Nov 10, 2008


I am struck by the new collection of reconstructed t-shirts by Los Angeles designer Raquel Allegra. Though, to call them 't-shirts' simply cuts it short. Allegra's elegant pieces begin as used t-shirts salvaged from the LA County Jail's waste pile. The designer, who once worked for Issey Miyake, washes, dyes, cuts, re-constructs, and then savagely distresses the cloth to achieve lacey, filmy, gossamer shifts.

Raquel Allegra, Spring '09

While rescuing usable material from the waste-stream is a conscious motivation for Allegra, and a laudable end in itself, an added benefit is extraordinary softness.

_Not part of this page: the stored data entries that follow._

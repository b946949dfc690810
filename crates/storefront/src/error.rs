//! Unified error handling with Sentry integration.
//!
//! Route handlers return `Result<T, AppError>`. Server-side failures are
//! captured to Sentry before responding; client errors are reported as-is.

use axum::{
    http::StatusCode,
    response::{IntoResponse, Response},
};
use thiserror::Error;

use minimal_store_core::{CatalogError, CheckoutError, DetailError};

/// Application-level error type for the storefront.
#[derive(Debug, Error)]
pub enum AppError {
    /// Reading or writing the visitor session failed.
    #[error("Session error: {0}")]
    Session(#[from] tower_sessions::session::Error),

    /// Resource not found.
    #[error("Not found: {0}")]
    NotFound(String),

    /// Bad request from client.
    #[error("Bad request: {0}")]
    BadRequest(String),

    /// Internal server error.
    #[error("Internal error: {0}")]
    Internal(String),
}

impl From<CatalogError> for AppError {
    fn from(err: CatalogError) -> Self {
        Self::BadRequest(err.to_string())
    }
}

impl From<DetailError> for AppError {
    fn from(err: DetailError) -> Self {
        Self::BadRequest(err.to_string())
    }
}

impl From<CheckoutError> for AppError {
    fn from(err: CheckoutError) -> Self {
        Self::BadRequest(err.to_string())
    }
}

impl IntoResponse for AppError {
    fn into_response(self) -> Response {
        if matches!(self, Self::Session(_) | Self::Internal(_)) {
            let event_id = sentry::capture_error(&self);
            tracing::error!(
                error = %self,
                sentry_event_id = %event_id,
                "Request error"
            );
        }

        let status = match &self {
            Self::Session(_) | Self::Internal(_) => StatusCode::INTERNAL_SERVER_ERROR,
            Self::NotFound(_) => StatusCode::NOT_FOUND,
            Self::BadRequest(_) => StatusCode::BAD_REQUEST,
        };

        // Don't expose internal error details to clients
        let message = match &self {
            Self::Session(_) | Self::Internal(_) => "Internal server error".to_string(),
            _ => self.to_string(),
        };

        (status, message).into_response()
    }
}

/// Result type alias for `AppError`.
pub type Result<T> = std::result::Result<T, AppError>;

/// Add a breadcrumb for user actions.
///
/// Breadcrumbs appear in Sentry error reports to show the trail of user actions
/// leading up to an error.
///
/// ```rust,ignore
/// add_breadcrumb("cart", "Added to cart", Some(&[("product_id", "3")]));
/// ```
pub fn add_breadcrumb(category: &str, message: &str, data: Option<&[(&str, &str)]>) {
    let mut breadcrumb = sentry::Breadcrumb {
        category: Some(category.to_string()),
        message: Some(message.to_string()),
        level: sentry::Level::Info,
        ..Default::default()
    };

    if let Some(pairs) = data {
        for (key, value) in pairs {
            breadcrumb.data.insert(
                (*key).to_string(),
                serde_json::Value::String((*value).to_string()),
            );
        }
    }

    sentry::add_breadcrumb(breadcrumb);
}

In her own words, years of wear by enzyme-sweating men produces an extraordinarily soft cloth, without the need for added chemical softening. Watch an interesting, short video on her design process, here. Allegra's celebrity clientele, and couture prices, attest that 'used' is no turn-off.

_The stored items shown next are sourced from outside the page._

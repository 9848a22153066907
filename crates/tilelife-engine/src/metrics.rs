//! Per-step performance and population metrics.
//!
//! [`StepMetrics`] captures timing, transition counts and memory for a
//! single step. The engine overwrites it after every `step()`; callers read
//! the most recent one through
//! [`StepEngine::last_metrics`](crate::StepEngine::last_metrics).

use tilelife_core::Generation;

/// Metrics collected during a single step.
#[derive(Clone, Debug, Default, PartialEq, Eq)]
pub struct StepMetrics {
    /// Generation reached by the step.
    pub generation: Generation,
    /// Wall-clock time for the whole step, in microseconds.
    pub total_us: u64,
    /// Regions processed.
    pub regions: usize,
    /// Live cells visited as neighbour sources.
    pub sources: usize,
    /// Dead cells that became live.
    pub births: u64,
    /// Live cells that became dead.
    pub deaths: u64,
    /// Live cells after the step.
    pub population: u64,
    /// Transient bytes used: scratch matrix plus both carries.
    pub scratch_bytes: usize,
}

#[cfg(test)]
mod tests {
    use super::*;

    #[test]
    fn default_metrics_are_zero() {
        let m = StepMetrics::default();
        assert_eq!(m.generation, Generation(0));
        assert_eq!(m.total_us, 0);
        assert_eq!(m.regions, 0);
        assert_eq!(m.population, 0);
    }

    #[test]
    fn metrics_are_cloneable() {
        let m = StepMetrics {
            generation: Generation(4),
            births: 3,
            deaths: 3,
            population: 5,
            ..Default::default()
        };
        let c = m.clone();
        assert_eq!(c, m);
    }
}
//! ASCII seed patterns.
//!
//! Accepts the plaintext cell format: one line per row, `.` for dead and
//! `O`, `#` or `*` for live, with `!`-prefixed comment lines ignored.

use crate::error::GridError;
use crate::plane::BitPlane;

/// A finite set of live cells relative to a `(0, 0)` origin.
#[derive(Clone, Debug, PartialEq, Eq)]
pub struct Pattern {
    cells: Vec<(i32, i32)>,
    height: u32,
    width: u32,
}

impl Pattern {
    /// Parse plaintext rows.
    ///
    /// ```
    /// use tilelife_core::Pattern;
    ///
    /// let glider = Pattern::parse(".O.\n..O\nOOO").unwrap();
    /// assert_eq!(glider.live_count(), 5);
    /// assert_eq!((glider.height(), glider.width()), (3, 3));
    /// ```
    pub fn parse(text: &str) -> Result<Self, GridError> {
        let mut cells = Vec::new();
        let mut height = 0u32;
        let mut width = 0u32;
        for (line_no, line) in text.lines().enumerate() {
            if line.starts_with('!') {
                continue;
            }
            let row = height as i32;
            for (column, ch) in line.chars().enumerate() {
                match ch {
                    '.' => {}
                    'O' | '#' | '*' => cells.push((row, column as i32)),
                    found => {
                        return Err(GridError::PatternSyntax {
                            line: line_no,
                            column,
                            found,
                        })
                    }
                }
            }
            width = width.max(line.chars().count() as u32);
            height += 1;
        }
        Ok(Self {
            cells,
            height,
            width,
        })
    }

    /// Build a pattern from explicit live offsets.
    pub fn from_cells(cells: impl IntoIterator<Item = (i32, i32)>) -> Self {
        let cells: Vec<_> = cells.into_iter().collect();
        let height = cells.iter().map(|&(r, _)| r + 1).max().unwrap_or(0).max(0) as u32;
        let width = cells.iter().map(|&(_, c)| c + 1).max().unwrap_or(0).max(0) as u32;
        Self {
            cells,
            height,
            width,
        }
    }

    /// Live offsets, in parse order.
    pub fn cells(&self) -> &[(i32, i32)] {
        &self.cells
    }

    /// Number of live cells.
    pub fn live_count(&self) -> usize {
        self.cells.len()
    }

    /// Rows spanned by the bounding box.
    pub fn height(&self) -> u32 {
        self.height
    }

    /// Columns spanned by the bounding box.
    pub fn width(&self) -> u32 {
        self.width
    }

    /// Set every live cell at `(row + dr, col + dc)` in `plane`.
    ///
    /// Cells landing off the grid are silently dropped.
    pub fn stamp(&self, plane: &mut BitPlane, row: i32, col: i32) {
        for &(dr, dc) in &self.cells {
            plane.set(row.saturating_add(dr), col.saturating_add(dc), true);
        }
    }

    /// Whether `plane` holds exactly this pattern at `(row, col)` and
    /// nothing else.
    pub fn matches_at(&self, plane: &BitPlane, row: i32, col: i32) -> bool {
        plane.population() == self.cells.len()
            && self
                .cells
                .iter()
                .all(|&(dr, dc)| plane.get(row.saturating_add(dr), col.saturating_add(dc)))
    }
}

Raquel Allegra, Spring '09

Raquel Allegra's haute recycling reminds me of an old favorite in the de/reconstructed fashion business, Junky Styling. For more than a decade, Junky Styling has been transforming passé duds into club couture fashion, from their shop studio in London's East End. Junky even has a bespoke service for clients wishing to have a favorite old garment radically re-designed.

Junky Styling recycled business suit bomber jacket

Junky Styling recycled business suit skirt and wrap jacket

It occurs to me that besides recycling, these two fashion labels share another trait -- lots of asymmetrical styling, which also looks particularly fresh right now.